Steadfast sisters, we camp like Fates on the periphery
of guest-houses where bonaroo forces are stationed,
B stitching sequins to maroon gloves by the light
of a tissue-papered torch. Sid bats ogle riahs
in ten minute spells. We’re the bang they want
to go out with, saintly omi-palones who fall
with a stroke of the Polish navy’s smooth serge.
Cackle is ruthless: weather, duties, family –
buvare at mine? My favourite’s a Yank.
Ed Paxton, his fluent hands unknotting the rope
of my body, loosening dreams that have never been,
will never again be freer. Between his legs
I’m the right shape, intrepid, all-seeing.
The horrors of peace are many. Street lamps slam on
beside cod snapping bunting, thrashed Union flags.
What’s wrong with your eyebrows? brother says.
I stare blankly back, incapable of irony,
laughter. Sid moves to Orkney – Bless her
Chatsworth Road heart – has five dolly feeles.
Belladonna signs up for the merchant navy.
She screeves, praising bijou striped curtains,
black sailors, the Atlantic’s sharp smell
though I do not reply. I linger here, still paper
but folding, folding. The streets swarm with mammoth
skirts, decency, bedsits. I’ve used the last smudge
of American shampoo. Each dusk I vada
the ripped-open, scattered rose sky and pray
to God for the safe return of my blackout.
Poet’s Note: Glossary of Polari Words
Polari is the English homosexual and theatrical slang prevalent in the early to mid 20th century.
bona – lovely; martinis – hands; eek – face; aunt nells – ears; zhooshy – tarted up; trolling – mincing; bonaroo – wonderful; ogle riahs – eyelashes; omi-palones –effeminate men (literally ‘men-women’); cackle – talk; buvare – drink; cod – vile; dolly – beautiful; feeles – children; bijou – small; vada – look at
I’ve failed. I can’t even get by one day without veering off in to a serious mood.

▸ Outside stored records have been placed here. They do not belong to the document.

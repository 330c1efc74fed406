//! Comments left on posts.

use std::fmt;

use chrono::{DateTime, Utc};
use serde::{Deserialize, Serialize};

use super::{PostId, User, UserId};

/// Comment text was empty once trimmed.
#[derive(Debug, Clone, PartialEq, Eq, thiserror::Error)]
#[error("comment text must not be empty")]
pub struct EmptyCommentText;

/// Database identifier of a comment.
#[derive(Debug, Clone, Copy, PartialEq, Eq, Hash, PartialOrd, Ord, Serialize, Deserialize)]
#[serde(transparent)]
pub struct CommentId(i64);

impl CommentId {
    /// Wrap a raw identifier.
    pub const fn new(raw: i64) -> Self {
        Self(raw)
    }

    /// Raw identifier.
    pub const fn get(self) -> i64 {
        self.0
    }
}

impl fmt::Display for CommentId {
    fn fmt(&self, f: &mut fmt::Formatter<'_>) -> fmt::Result {
        write!(f, "{}", self.0)
    }
}

/// Comment body, trimmed and non-empty.
#[derive(Debug, Clone, PartialEq, Eq, Serialize, Deserialize)]
#[serde(try_from = "String", into = "String")]
pub struct CommentText(String);

impl CommentText {
    /// Trim and validate comment text.
    pub fn new(value: impl AsRef<str>) -> Result<Self, EmptyCommentText> {
        let trimmed = value.as_ref().trim();
        if trimmed.is_empty() {
            return Err(EmptyCommentText);
        }
        Ok(Self(trimmed.to_owned()))
    }
}

impl AsRef<str> for CommentText {
    fn as_ref(&self) -> &str {
        self.0.as_str()
    }
}

impl From<CommentText> for String {
    fn from(value: CommentText) -> Self {
        value.0
    }
}

impl TryFrom<String> for CommentText {
    type Error = EmptyCommentText;

    fn try_from(value: String) -> Result<Self, Self::Error> {
        Self::new(value)
    }
}

/// An immutable comment on a post.
#[derive(Debug, Clone, PartialEq, Eq, Serialize, Deserialize)]
pub struct Comment {
    id: CommentId,
    post: PostId,
    author: User,
    text: CommentText,
    created: DateTime<Utc>,
}

impl Comment {
    /// Build a comment from stored parts.
    pub fn new(
        id: CommentId,
        post: PostId,
        author: User,
        text: CommentText,
        created: DateTime<Utc>,
    ) -> Self {
        Self {
            id,
            post,
            author,
            text,
            created,
        }
    }

    pub fn id(&self) -> CommentId {
        self.id
    }

    pub fn post(&self) -> PostId {
        self.post
    }

    pub fn author(&self) -> &User {
        &self.author
    }

    pub fn text(&self) -> &CommentText {
        &self.text
    }

    pub fn created(&self) -> DateTime<Utc> {
        self.created
    }
}

/// Data required to insert a comment.
#[derive(Debug, Clone, PartialEq, Eq)]
pub struct NewComment {
    pub post: PostId,
    pub author: UserId,
    pub text: CommentText,
    pub created: DateTime<Utc>,
}
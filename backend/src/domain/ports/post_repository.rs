//! Port abstraction for post persistence.
//!
//! Listings are always ordered newest-first by publication date, with ties
//! broken by descending id, so that page slices are deterministic.
use async_trait::async_trait;

use crate::domain::{NewPost, Post, PostFilter, PostId, PostUpdate};

use super::define_port_error;

define_port_error! {
    /// Persistence errors raised by post repository adapters.
    pub enum PostPersistenceError {
        /// Repository connection could not be established.
        Connection { message: String } => "post repository connection failed: {message}",
        /// Query or mutation failed during execution.
        Query { message: String } => "post repository query failed: {message}",
    }
}

/// Storage for posts.
#[cfg_attr(test, mockall::automock)]
#[async_trait]
pub trait PostRepository: Send + Sync {
    /// Count posts selected by `filter`.
    async fn count(&self, filter: PostFilter) -> Result<u64, PostPersistenceError>;

    /// List one slice of the posts selected by `filter`.
    async fn list(
        &self,
        filter: PostFilter,
        offset: u64,
        limit: u64,
    ) -> Result<Vec<Post>, PostPersistenceError>;

    /// Fetch a post by id.
    async fn find_by_id(&self, id: PostId) -> Result<Option<Post>, PostPersistenceError>;

    /// Insert a post and return it as stored.
    async fn create(&self, post: &NewPost) -> Result<Post, PostPersistenceError>;

    /// Replace the editable fields of a post.
    ///
    /// Returns `None` when the post no longer exists.
    async fn update(
        &self,
        id: PostId,
        update: &PostUpdate,
    ) -> Result<Option<Post>, PostPersistenceError>;
}
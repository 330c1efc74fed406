//! Yatube: a social blogging service with posts, topic groups, comments and
//! author follows.

pub mod domain;
pub mod inbound;
pub mod middleware;
pub mod outbound;
pub mod settings;
#[cfg(any(test, feature = "test-support"))]
pub mod test_support;

pub use middleware::Trace;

If a poem in Polari can be considered serious. Polari is such a camp language that even a serious poem can seem a bit, well… fantabulosa. It’s not that hard to find a song or two in Polari. Bona Eak by Lee Sutton comes to mind, as well as the songs that Julian and Sandy sing, from time to time, in Round the Horne, but finding a poem in Polari is no easy task. I’m sure it was hearing Kenneth Williams recite You Are Old Father William yesterday that did it. Williams’ talent for voice work is outstanding whether he’s reading a poem by John Betjeman with Maggie Smith, or if he’s doing character work like J. Peasmold Gruntfuttock, Rambling Sid, or Sandy of the Julian and Sandy sketches.
Just this Monday I was listening, on BBC 4 Extra on-line, to Beyond Our Ken (a British radio program) and I noticed just how much of that program is further developed in Round the Horne. Clearly it’s because the same cast and writers worked on both programs, but last week there was even a couple of actors camping about speaking Polari. The actors were played by Kenneth Williams and Hugh Paddick. These two were, of course the two who played Julian and Sandy: the first, and surely most popular, homosexuals to ever assault the ears of gentile old grandmothers on a Sunday afternoon radio program, and all before homosexuality had been decriminalized.
The BBC broadcasts old Round the Horne episodes and has them up for a week after their airing. They are inconsistent and sometimes replace it with Beyond Our Ken, or Stop Messing About; the program hurriedly created with the cast of Round the Horne after Kenneth Horne died unexpectedly.